This Olympics was very frustrating for our family. We decided that we would be willing to pay a little extra to be able to watch the Olympics together as a family. But, we didn’t get to watch hardly any of it!

After some Google searches, I found that Sling TV was one of the best options to stream the Olympics. I read that we needed Sling Blue to get NBC Channels, which was $25 a month. I thought it was worth it to pay for a month.

The problem is that NBC is only offered in certain areas. Our area isn’t one of them. We were able to get NBCSN, which included some of the Olympic coverage, but it didn’t include the main stuff we wanted to see. We missed the opening ceremony. NBCSN didn’t seem to cover the figure skating. The commercials were long and horribly repetitive. Sling TV wasn’t very reliable and would buffer. I looked into YouTube TV, but as I understand it, it didn’t matter which company we used, our zip code wouldn’t include NBC.

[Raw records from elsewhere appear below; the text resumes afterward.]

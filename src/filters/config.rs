//! Serializable filter selection.
//!
//! A [`FilterConfig`] names one filter and its parameters; [`FilterConfig::build`]
//! validates them and constructs the filter. Configs are read from JSON:
//!
//! ```json
//! { "filter": "gaussian_blur", "radius": 2, "sigma": 1.5 }
//! ```

use crate::core::error::FilterResult;
use crate::core::filter::Filter;
use crate::execution::scan::ScanOptions;
use crate::filters::builtin::balance::GrayWorld;
use crate::filters::builtin::color::{Brightness, Grayscale, Invert, Sepia, BRIGHTNESS_FACTOR, SEPIA_DEPTH};
use crate::filters::builtin::convolution::{
    ConvolutionFilter, GAUSSIAN_RADIUS, GAUSSIAN_SIGMA, MOTION_BLUR_SIZE,
};
use crate::filters::builtin::gradient::{GradientFilter, GradientMagnitude};
use crate::filters::builtin::transform::{
    Downsample, Glass, Jitter, JitterMode, Rotate, Translate, Wave, WavePhase, ROTATE_DEGREES,
    TRANSLATE_OFFSET,
};
use log::debug;
use serde::{Deserialize, Serialize};
use std::path::Path;

fn default_brightness() -> i32 {
    BRIGHTNESS_FACTOR
}

fn default_sepia() -> i32 {
    SEPIA_DEPTH
}

fn default_box_size() -> usize {
    3
}

fn default_radius() -> usize {
    GAUSSIAN_RADIUS
}

fn default_sigma() -> f32 {
    GAUSSIAN_SIGMA
}

fn default_motion_size() -> usize {
    MOTION_BLUR_SIZE
}

fn default_offset() -> i32 {
    TRANSLATE_OFFSET
}

fn default_degrees() -> i32 {
    ROTATE_DEGREES
}

fn default_phase() -> WavePhase {
    WavePhase::Row
}

/// One filter and its parameters.
#[derive(Debug, Clone, PartialEq, Serialize, Deserialize)]
#[serde(tag = "filter", rename_all = "snake_case")]
pub enum FilterConfig {
    /// [`Invert`].
    Invert,
    /// [`Grayscale`].
    Grayscale,
    /// [`Sepia`] with tint strength `depth`.
    Sepia {
        /// Tint strength `k`.
        #[serde(default = "default_sepia")]
        depth: i32,
    },
    /// [`Brightness`] shifted by `factor`.
    Brightness {
        /// Offset added to every channel.
        #[serde(default = "default_brightness")]
        factor: i32,
    },
    /// Box blur of `size_x` by `size_y`.
    BoxBlur {
        /// Odd kernel width.
        #[serde(default = "default_box_size")]
        size_x: usize,
        /// Odd kernel height.
        #[serde(default = "default_box_size")]
        size_y: usize,
    },
    /// Gaussian blur.
    GaussianBlur {
        /// Kernel radius; side is `2 * radius + 1`.
        #[serde(default = "default_radius")]
        radius: usize,
        /// Spread; must be non-zero.
        #[serde(default = "default_sigma")]
        sigma: f32,
    },
    /// 3×3 sharpen.
    Sharpen,
    /// Diagonal motion blur.
    MotionBlur {
        /// Odd kernel side.
        #[serde(default = "default_motion_size")]
        size: usize,
    },
    /// Sobel edges.
    Sobel {
        /// How the two responses combine.
        #[serde(default)]
        magnitude: GradientMagnitude,
    },
    /// Scharr edges.
    Scharr {
        /// How the two responses combine.
        #[serde(default)]
        magnitude: GradientMagnitude,
    },
    /// Prewitt edges.
    Prewitt {
        /// How the two responses combine.
        #[serde(default)]
        magnitude: GradientMagnitude,
    },
    /// [`Translate`] left by `offset` columns.
    Translate {
        /// Non-negative shift.
        #[serde(default = "default_offset")]
        offset: i32,
    },
    /// [`Rotate`] by `degrees`.
    Rotate {
        /// Angle in whole degrees.
        #[serde(default = "default_degrees")]
        degrees: i32,
    },
    /// [`Wave`] driven by `phase`.
    Wave {
        /// Row- or column-driven phase.
        #[serde(default = "default_phase")]
        phase: WavePhase,
    },
    /// [`Downsample`] with optional seeded jitter.
    Downsample {
        /// Random draw mode.
        #[serde(default)]
        jitter: JitterMode,
        /// Fixed RNG seed; entropy when absent.
        #[serde(default)]
        seed: Option<u64>,
    },
    /// [`Glass`] with optional seeded jitter.
    Glass {
        /// Random draw mode.
        #[serde(default)]
        jitter: JitterMode,
        /// Fixed RNG seed; entropy when absent.
        #[serde(default)]
        seed: Option<u64>,
    },
    /// [`GrayWorld`] balance.
    GrayWorld {
        /// Leave zero-mean channels unscaled instead of failing.
        #[serde(default)]
        allow_degenerate: bool,
    },
}

impl FilterConfig {
    /// Validate parameters and construct the filter.
    pub fn build(&self) -> FilterResult<Box<dyn Filter>> {
        debug!("building filter from {:?}", self);
        let filter: Box<dyn Filter> = match *self {
            FilterConfig::Invert => Box::new(Invert),
            FilterConfig::Grayscale => Box::new(Grayscale),
            FilterConfig::Sepia { depth } => Box::new(Sepia::new(depth)),
            FilterConfig::Brightness { factor } => Box::new(Brightness::new(factor)),
            FilterConfig::BoxBlur { size_x, size_y } => {
                Box::new(ConvolutionFilter::box_blur_sized(size_x, size_y)?)
            }
            FilterConfig::GaussianBlur { radius, sigma } => {
                Box::new(ConvolutionFilter::gaussian_blur_with(radius, sigma)?)
            }
            FilterConfig::Sharpen => Box::new(ConvolutionFilter::sharpen()),
            FilterConfig::MotionBlur { size } => Box::new(ConvolutionFilter::motion_blur(size)?),
            FilterConfig::Sobel { magnitude } => {
                Box::new(GradientFilter::sobel().with_magnitude(magnitude))
            }
            FilterConfig::Scharr { magnitude } => {
                Box::new(GradientFilter::scharr().with_magnitude(magnitude))
            }
            FilterConfig::Prewitt { magnitude } => {
                Box::new(GradientFilter::prewitt().with_magnitude(magnitude))
            }
            FilterConfig::Translate { offset } => Box::new(Translate::new(offset)?),
            FilterConfig::Rotate { degrees } => Box::new(Rotate::new(degrees)),
            FilterConfig::Wave { phase } => Box::new(Wave::new(phase)),
            FilterConfig::Downsample { jitter, seed } => {
                Box::new(Downsample::new(Jitter::new(jitter, seed)))
            }
            FilterConfig::Glass { jitter, seed } => Box::new(Glass::new(Jitter::new(jitter, seed))),
            FilterConfig::GrayWorld { allow_degenerate } => {
                Box::new(GrayWorld::new().with_allow_degenerate(allow_degenerate))
            }
        };
        Ok(filter)
    }

    /// Parse a config from a JSON string.
    pub fn from_json(json: &str) -> FilterResult<Self> {
        Ok(serde_json::from_str(json)?)
    }

    /// Read a config from a JSON file.
    pub fn from_json_file(path: impl AsRef<Path>) -> FilterResult<Self> {
        let contents = std::fs::read_to_string(path)?;
        Self::from_json(&contents)
    }
}

/// A complete processing job: the filter plus scan options.
#[derive(Debug, Clone, PartialEq, Serialize, Deserialize)]
pub struct JobConfig {
    /// The filter to run.
    #[serde(flatten)]
    pub filter: FilterConfig,
    /// How the scan loop runs.
    #[serde(default)]
    pub scan: ScanOptions,
}

impl JobConfig {
    /// Parse a job from a JSON string.
    pub fn from_json(json: &str) -> FilterResult<Self> {
        Ok(serde_json::from_str(json)?)
    }

    /// Read a job from a JSON file.
    pub fn from_json_file(path: impl AsRef<Path>) -> FilterResult<Self> {
        let contents = std::fs::read_to_string(path)?;
        Self::from_json(&contents)
    }
}
//! Filter module.
//!
//! Contains the filter registry, serializable configs, and built-in filter
//! implementations.

pub mod registry;
pub mod config;
pub mod builtin;

pub use registry::{FilterRegistry, FilterFactory};
pub use config::{FilterConfig, JobConfig};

NBC supposedly live-streamed everything, but you have to have a Cable subscription, and you have to provide the login to be able to watch it on their website. We’ve found that Cable TV doesn’t hold enough value for us to pay for it every month. I wasn’t interested in trying to get a cable box and pay for a month of cable.

I don’t think NBC gets it. Surely, I am not the only one who has ditched the Cable. Netflix and Amazon Prime allow us to watch TV when we want to watch it, not when the TV company schedules it. For us, these streaming services have as much or more content that we would watch. This Internet age allows me to watch when I want and where I want with a reasonable price. NBC is still back in the old age.

To me, the Olympics is about bringing everyone together in a peaceful, competitive platform. Even countries with no snow like the Kingdom of Tonga could compete in Winter sports. Even differences were set aside long enough for North Korea to join. Does it fit to have broadcasting limited to only allow regions of people in the US to watch or only those who can afford Cable?

According to AdWeek, NBC was forecast to make $900 million from advertising. Would it really have reduced ad revenue to have opened the streaming up to anyone?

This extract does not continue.